## Work item
Within the records below, reproduce without change the lines from the line that has "are returned as" through the line that has "Create a transport", and only those.
#### Data under study
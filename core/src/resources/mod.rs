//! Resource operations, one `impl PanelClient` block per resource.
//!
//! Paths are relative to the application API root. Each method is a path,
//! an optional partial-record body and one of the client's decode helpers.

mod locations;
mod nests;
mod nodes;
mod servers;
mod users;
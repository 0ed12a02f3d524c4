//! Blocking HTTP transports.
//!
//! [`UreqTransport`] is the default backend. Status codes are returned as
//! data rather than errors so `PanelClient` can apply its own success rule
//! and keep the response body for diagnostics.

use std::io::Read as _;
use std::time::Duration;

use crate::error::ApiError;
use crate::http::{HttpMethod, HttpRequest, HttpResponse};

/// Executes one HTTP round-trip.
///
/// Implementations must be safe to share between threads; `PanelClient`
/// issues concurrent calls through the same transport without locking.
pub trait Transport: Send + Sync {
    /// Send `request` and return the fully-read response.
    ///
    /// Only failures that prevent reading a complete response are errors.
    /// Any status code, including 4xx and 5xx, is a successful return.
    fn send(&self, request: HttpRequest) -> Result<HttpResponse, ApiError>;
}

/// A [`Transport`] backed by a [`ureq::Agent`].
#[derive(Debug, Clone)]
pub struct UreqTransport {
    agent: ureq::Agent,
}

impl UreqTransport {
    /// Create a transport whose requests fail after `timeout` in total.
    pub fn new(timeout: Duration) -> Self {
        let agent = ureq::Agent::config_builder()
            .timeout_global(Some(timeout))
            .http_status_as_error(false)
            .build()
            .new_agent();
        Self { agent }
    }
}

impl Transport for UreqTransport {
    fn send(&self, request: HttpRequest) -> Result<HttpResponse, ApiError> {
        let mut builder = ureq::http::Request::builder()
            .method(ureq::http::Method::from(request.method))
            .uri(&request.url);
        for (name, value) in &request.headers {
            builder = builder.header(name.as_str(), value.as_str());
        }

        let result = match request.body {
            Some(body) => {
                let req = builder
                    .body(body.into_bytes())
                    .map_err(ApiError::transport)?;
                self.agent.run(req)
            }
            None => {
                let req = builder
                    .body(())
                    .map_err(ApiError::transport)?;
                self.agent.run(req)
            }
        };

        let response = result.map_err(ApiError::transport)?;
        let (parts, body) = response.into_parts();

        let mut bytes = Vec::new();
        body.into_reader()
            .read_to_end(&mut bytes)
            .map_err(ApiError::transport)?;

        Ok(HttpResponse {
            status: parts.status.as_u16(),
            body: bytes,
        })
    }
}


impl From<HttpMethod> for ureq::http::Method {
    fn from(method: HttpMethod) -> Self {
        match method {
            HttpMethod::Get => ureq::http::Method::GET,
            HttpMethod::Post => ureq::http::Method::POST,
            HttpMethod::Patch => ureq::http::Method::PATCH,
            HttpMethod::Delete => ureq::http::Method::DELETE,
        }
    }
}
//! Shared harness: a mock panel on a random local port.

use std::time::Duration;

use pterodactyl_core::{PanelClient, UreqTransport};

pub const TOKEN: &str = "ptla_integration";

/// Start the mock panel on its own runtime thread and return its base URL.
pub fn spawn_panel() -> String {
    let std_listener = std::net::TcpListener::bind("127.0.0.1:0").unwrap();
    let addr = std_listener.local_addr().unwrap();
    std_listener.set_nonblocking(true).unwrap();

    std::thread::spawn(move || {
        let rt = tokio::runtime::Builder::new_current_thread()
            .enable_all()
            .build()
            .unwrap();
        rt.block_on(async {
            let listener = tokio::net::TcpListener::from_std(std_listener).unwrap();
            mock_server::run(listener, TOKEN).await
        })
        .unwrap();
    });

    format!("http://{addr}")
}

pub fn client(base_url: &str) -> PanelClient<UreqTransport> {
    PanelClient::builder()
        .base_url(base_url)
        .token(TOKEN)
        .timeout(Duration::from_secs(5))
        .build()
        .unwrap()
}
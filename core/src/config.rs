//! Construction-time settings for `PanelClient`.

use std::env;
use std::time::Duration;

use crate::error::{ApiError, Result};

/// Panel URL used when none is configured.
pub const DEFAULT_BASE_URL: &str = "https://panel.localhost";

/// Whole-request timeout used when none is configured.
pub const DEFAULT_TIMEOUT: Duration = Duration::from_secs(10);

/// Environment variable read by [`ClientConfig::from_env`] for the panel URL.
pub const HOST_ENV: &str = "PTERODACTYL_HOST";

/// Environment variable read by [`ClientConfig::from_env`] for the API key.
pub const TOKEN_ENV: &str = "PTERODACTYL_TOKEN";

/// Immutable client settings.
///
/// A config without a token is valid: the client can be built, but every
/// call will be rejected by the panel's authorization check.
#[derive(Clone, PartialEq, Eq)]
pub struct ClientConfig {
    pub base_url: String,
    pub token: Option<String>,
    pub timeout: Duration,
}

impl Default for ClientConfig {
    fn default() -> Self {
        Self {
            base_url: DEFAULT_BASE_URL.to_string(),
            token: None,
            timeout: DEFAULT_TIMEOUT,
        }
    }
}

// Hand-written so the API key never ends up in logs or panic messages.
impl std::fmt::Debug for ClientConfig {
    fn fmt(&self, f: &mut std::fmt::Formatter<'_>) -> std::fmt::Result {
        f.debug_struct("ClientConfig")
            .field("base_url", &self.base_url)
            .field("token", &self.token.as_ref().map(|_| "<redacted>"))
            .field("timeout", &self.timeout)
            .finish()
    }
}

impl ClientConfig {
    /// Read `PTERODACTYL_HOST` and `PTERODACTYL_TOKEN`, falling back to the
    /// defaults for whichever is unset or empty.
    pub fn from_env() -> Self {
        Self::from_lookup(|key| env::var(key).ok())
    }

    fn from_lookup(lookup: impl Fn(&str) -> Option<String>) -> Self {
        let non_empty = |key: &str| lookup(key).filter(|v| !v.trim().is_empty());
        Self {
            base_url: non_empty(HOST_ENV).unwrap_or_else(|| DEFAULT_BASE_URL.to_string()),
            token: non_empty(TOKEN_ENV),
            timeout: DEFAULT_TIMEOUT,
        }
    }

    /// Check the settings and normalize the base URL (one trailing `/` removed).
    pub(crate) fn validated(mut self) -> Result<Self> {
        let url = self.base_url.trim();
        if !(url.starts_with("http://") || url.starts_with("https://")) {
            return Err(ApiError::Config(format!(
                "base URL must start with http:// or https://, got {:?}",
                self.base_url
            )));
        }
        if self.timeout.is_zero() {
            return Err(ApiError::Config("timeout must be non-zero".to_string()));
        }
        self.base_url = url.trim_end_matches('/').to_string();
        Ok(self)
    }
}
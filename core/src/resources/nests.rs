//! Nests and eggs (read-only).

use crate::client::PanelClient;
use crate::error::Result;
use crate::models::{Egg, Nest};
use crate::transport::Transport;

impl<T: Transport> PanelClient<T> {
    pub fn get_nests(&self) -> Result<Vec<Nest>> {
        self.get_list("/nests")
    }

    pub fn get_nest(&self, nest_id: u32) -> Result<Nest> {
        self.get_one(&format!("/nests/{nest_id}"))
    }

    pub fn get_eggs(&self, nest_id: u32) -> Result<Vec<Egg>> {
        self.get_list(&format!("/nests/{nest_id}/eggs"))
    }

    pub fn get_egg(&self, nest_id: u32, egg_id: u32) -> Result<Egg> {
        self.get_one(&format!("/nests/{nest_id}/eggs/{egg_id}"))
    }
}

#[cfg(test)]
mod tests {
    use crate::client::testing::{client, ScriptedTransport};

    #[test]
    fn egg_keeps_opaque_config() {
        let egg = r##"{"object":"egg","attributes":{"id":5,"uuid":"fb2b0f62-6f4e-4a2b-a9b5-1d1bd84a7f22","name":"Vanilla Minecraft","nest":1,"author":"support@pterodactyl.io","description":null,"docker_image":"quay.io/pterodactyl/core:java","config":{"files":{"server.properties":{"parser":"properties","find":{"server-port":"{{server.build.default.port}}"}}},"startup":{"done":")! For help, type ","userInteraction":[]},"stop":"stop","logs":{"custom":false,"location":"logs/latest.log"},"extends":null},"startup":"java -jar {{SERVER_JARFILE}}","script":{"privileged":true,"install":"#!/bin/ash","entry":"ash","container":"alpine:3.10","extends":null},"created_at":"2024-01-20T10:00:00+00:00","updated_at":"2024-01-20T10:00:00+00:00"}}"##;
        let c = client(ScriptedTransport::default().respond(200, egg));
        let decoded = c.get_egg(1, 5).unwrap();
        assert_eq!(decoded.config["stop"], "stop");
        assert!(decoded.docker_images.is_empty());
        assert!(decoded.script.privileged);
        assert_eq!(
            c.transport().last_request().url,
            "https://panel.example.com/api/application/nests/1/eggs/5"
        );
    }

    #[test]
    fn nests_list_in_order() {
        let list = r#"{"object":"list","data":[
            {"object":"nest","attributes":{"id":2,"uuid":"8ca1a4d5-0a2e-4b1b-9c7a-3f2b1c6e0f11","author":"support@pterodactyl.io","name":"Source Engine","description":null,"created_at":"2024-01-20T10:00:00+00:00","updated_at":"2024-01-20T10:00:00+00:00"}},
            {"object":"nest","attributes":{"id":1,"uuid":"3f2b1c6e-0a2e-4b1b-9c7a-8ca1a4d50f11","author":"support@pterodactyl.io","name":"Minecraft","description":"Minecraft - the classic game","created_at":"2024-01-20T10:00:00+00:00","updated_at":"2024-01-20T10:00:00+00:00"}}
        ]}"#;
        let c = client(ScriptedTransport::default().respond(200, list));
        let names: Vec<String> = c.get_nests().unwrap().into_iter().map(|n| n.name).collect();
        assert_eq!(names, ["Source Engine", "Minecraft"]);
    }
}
########
## Solution for this problem
//! [`UreqTransport`] is the default backend. Status codes are returned as
//! data rather than errors so `PanelClient` can apply its own success rule
//! and keep the response body for diagnostics.

use std::io::Read as _;
use std::time::Duration;

use crate::error::ApiError;
use crate::http::{HttpMethod, HttpRequest, HttpResponse};

/// Executes one HTTP round-trip.
///
/// Implementations must be safe to share between threads; `PanelClient`
/// issues concurrent calls through the same transport without locking.
pub trait Transport: Send + Sync {
    /// Send `request` and return the fully-read response.
    ///
    /// Only failures that prevent reading a complete response are errors.
    /// Any status code, including 4xx and 5xx, is a successful return.
    fn send(&self, request: HttpRequest) -> Result<HttpResponse, ApiError>;
}

/// A [`Transport`] backed by a [`ureq::Agent`].
#[derive(Debug, Clone)]
pub struct UreqTransport {
    agent: ureq::Agent,
}

impl UreqTransport {
    /// Create a transport whose requests fail after `timeout` in total.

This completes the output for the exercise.